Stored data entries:
»»

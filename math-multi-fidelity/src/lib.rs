#![doc = include_str!("../README.md")]
#![doc = include_str!("../REFERENCES.md")]

pub mod calibration;
pub mod error;
pub mod error_functions;
pub mod multi_fidelity;
pub mod request;
pub mod suite;

pub use calibration::{Calibration, CalibrationTable};
pub use error::{FidelityError, Result};
pub use error_functions::{ErrorFamily, ErrorFunction};
pub use multi_fidelity::{MultiFidelityConfig, MultiFidelityProblem};
pub use request::FidelityRequest;
pub use suite::*;

pub use math_mo_problems::{DtlzConfig, Evaluation, Problem};
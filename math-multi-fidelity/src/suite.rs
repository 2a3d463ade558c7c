//! The MOMF problem suite
//!
//! | problem | base problem | correlation target |
//! |---|---|---|
//! | MOMF2-4-1a | RE2-4-1 | f1, f2 in [0.7, 1] |
//! | MOMF2-4-1b | RE2-4-1 | f1 in [0.9, 1], f2 in [0.7, 1] |
//! | MOMF2-4-1c | RE2-4-1 | f1 in [0.7, 1], f2 in [0.9, 1] |
//! | MOMF2-4-1d | RE2-4-1 | f1, f2 in [0.9, 1] |
//! | MOMF3-4-1 | RE3-4-7 | all in [0.7, 1] |
//! | MOMF3-5-1 | RE3-5-4 | all in [0.7, 1] |
//! | MOMF3-7-1 | DTLZ2 | all in [0.7, 1] |
//! | MOMF3-7-2 | inverted DTLZ2 | all in [0.7, 1] |

use crate::calibration::{self, CalibrationTable};
use crate::error::{FidelityError, Result};
use crate::multi_fidelity::MultiFidelityProblem;
use math_mo_problems::{
    Dtlz2, DtlzConfig, DynProblem, FourBarTruss, InvertedDtlz2, RocketInjector,
    VehicleCrashworthiness,
};

/// Canonical names of every suite problem
pub const MOMF_PROBLEMS: [&str; 8] = [
    "MOMF2_4_1a",
    "MOMF2_4_1b",
    "MOMF2_4_1c",
    "MOMF2_4_1d",
    "MOMF3_4_1",
    "MOMF3_5_1",
    "MOMF3_7_1",
    "MOMF3_7_2",
];

fn wrap(problem: DynProblem, table: &'static CalibrationTable) -> Result<MultiFidelityProblem> {
    MultiFidelityProblem::new(problem, table)
}

/// Four bar truss, calibration a
pub fn momf2_4_1a() -> Result<MultiFidelityProblem> {
    wrap(Box::new(FourBarTruss::new()), &calibration::MOMF2_4_1A)
}

/// Four bar truss, calibration b
pub fn momf2_4_1b() -> Result<MultiFidelityProblem> {
    wrap(Box::new(FourBarTruss::new()), &calibration::MOMF2_4_1B)
}

/// Four bar truss, calibration c
pub fn momf2_4_1c() -> Result<MultiFidelityProblem> {
    wrap(Box::new(FourBarTruss::new()), &calibration::MOMF2_4_1C)
}

/// Four bar truss, calibration d
pub fn momf2_4_1d() -> Result<MultiFidelityProblem> {
    wrap(Box::new(FourBarTruss::new()), &calibration::MOMF2_4_1D)
}

/// Rocket injector design with three objectives
pub fn momf3_4_1() -> Result<MultiFidelityProblem> {
    wrap(Box::new(RocketInjector::new()), &calibration::MOMF3_4_1)
}

/// Vehicle crashworthiness design with three objectives
pub fn momf3_5_1() -> Result<MultiFidelityProblem> {
    wrap(Box::new(VehicleCrashworthiness::new()), &calibration::MOMF3_5_1)
}

/// DTLZ2 with three objectives and five shape variables
pub fn momf3_7_1() -> Result<MultiFidelityProblem> {
    momf3_7_1_with(DtlzConfig::default())
}

/// DTLZ2 with custom `k` or `beta`.
///
/// The calibration holds three objective scales, so `config.n_obj` other than
/// 3 fails with [`FidelityError::CalibrationMismatch`].
pub fn momf3_7_1_with(config: DtlzConfig) -> Result<MultiFidelityProblem> {
    wrap(Box::new(Dtlz2::new(config)?), &calibration::MOMF3_7_1)
}

/// Inverted DTLZ2 with three objectives and five shape variables
pub fn momf3_7_2() -> Result<MultiFidelityProblem> {
    momf3_7_2_with(DtlzConfig::default())
}

/// Inverted DTLZ2 with custom `k` or `beta`; see [`momf3_7_1_with`].
pub fn momf3_7_2_with(config: DtlzConfig) -> Result<MultiFidelityProblem> {
    wrap(Box::new(InvertedDtlz2::new(config)?), &calibration::MOMF3_7_2)
}

/// Build a suite problem by name.
///
/// Matching ignores case and treats `-` as `_`, so `MOMF2-4-1a` and
/// `momf2_4_1a` name the same problem.
pub fn create_momf_problem(name: &str) -> Result<MultiFidelityProblem> {
    let key = name.trim().to_lowercase().replace('-', "_");
    match key.as_str() {
        "momf2_4_1a" => momf2_4_1a(),
        "momf2_4_1b" => momf2_4_1b(),
        "momf2_4_1c" => momf2_4_1c(),
        "momf2_4_1d" => momf2_4_1d(),
        "momf3_4_1" => momf3_4_1(),
        "momf3_5_1" => momf3_5_1(),
        "momf3_7_1" => momf3_7_1(),
        "momf3_7_2" => momf3_7_2(),
        _ => Err(FidelityError::UnknownProblem(name.to_string())),
    }
}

««

| What to do |
What lines in the data above carry "suite"? Return them all.

| Reply |
pub mod suite;
pub use suite::*;
filename math-multi-fidelity/src/suite.rs
//! The MOMF problem suite
/// Canonical names of every suite problem
/// Build a suite problem by name.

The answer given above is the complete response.